** RECORDS SHOWN follows **

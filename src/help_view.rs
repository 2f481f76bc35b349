use super::*;

pub(crate) struct HelpView {
  message_backup: Option<String>,
  visible: bool,
}

impl HelpView {
  pub(crate) fn draw(&self, frame: &mut Frame) {
    if !self.visible {
      return;
    }

    let (line_count, max_width) = HELP_TEXT
      .lines()
      .fold((0, 0), |(count, width), line| {
        (count + 1, width.max(line.chars().count()))
      });

    let area = centered_area(frame.area(), max_width, line_count);

    frame.render_widget(Clear, area);

    let help = Paragraph::new(HELP_TEXT)
      .block(Block::default().title(HELP_TITLE).borders(Borders::ALL))
      .wrap(Wrap { trim: false });

    frame.render_widget(help, area);
  }

  pub(crate) fn handle_key(key: KeyEvent) -> Command {
    match key.code {
      KeyCode::Char('?') | KeyCode::Esc => Command::HideHelp,
      KeyCode::Char('q' | 'Q') => Command::Quit,
      _ => Command::None,
    }
  }

  pub(crate) fn hide(&mut self, message: &mut String) {
    if !self.visible {
      return;
    }

    *message = self
      .message_backup
      .take()
      .unwrap_or_else(|| LIST_STATUS.into());

    self.visible = false;
  }

  pub(crate) fn is_visible(&self) -> bool {
    self.visible
  }

  pub(crate) fn new() -> Self {
    Self {
      message_backup: None,
      visible: false,
    }
  }

  /// Replaces the message that `hide` will bring back.
  pub(crate) fn set_backup(&mut self, message: String) {
    if self.visible {
      self.message_backup = Some(message);
    }
  }

  pub(crate) fn show(&mut self, message: &mut String) {
    if self.visible {
      return;
    }

    self.message_backup = Some(std::mem::replace(message, HELP_STATUS.into()));

    self.visible = true;
  }
}

#[cfg(test)]
mod tests {
  use super::*;

  #[test]
  fn show_and_hide_restore_the_status_message() {
    let mut help = HelpView::new();
    let mut message = "status".to_string();

    help.show(&mut message);
    assert!(help.is_visible());
    assert_eq!(message, HELP_STATUS);

    help.hide(&mut message);
    assert!(!help.is_visible());
    assert_eq!(message, "status");
  }

  #[test]
  fn set_backup_changes_what_hide_restores() {
    let mut help = HelpView::new();
    let mut message = "Logging in...".to_string();

    help.show(&mut message);
    help.set_backup("Welcome back".to_string());
    help.hide(&mut message);

    assert_eq!(message, "Welcome back");
  }
}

** End of RECORDS SHOWN **

Report each line of the entries where the word "KeyCode" occurs.

> **TASK RESULT**:
      KeyCode::Char('?') | KeyCode::Esc => Command::HideHelp,
      KeyCode::Char('q' | 'Q') => Command::Quit,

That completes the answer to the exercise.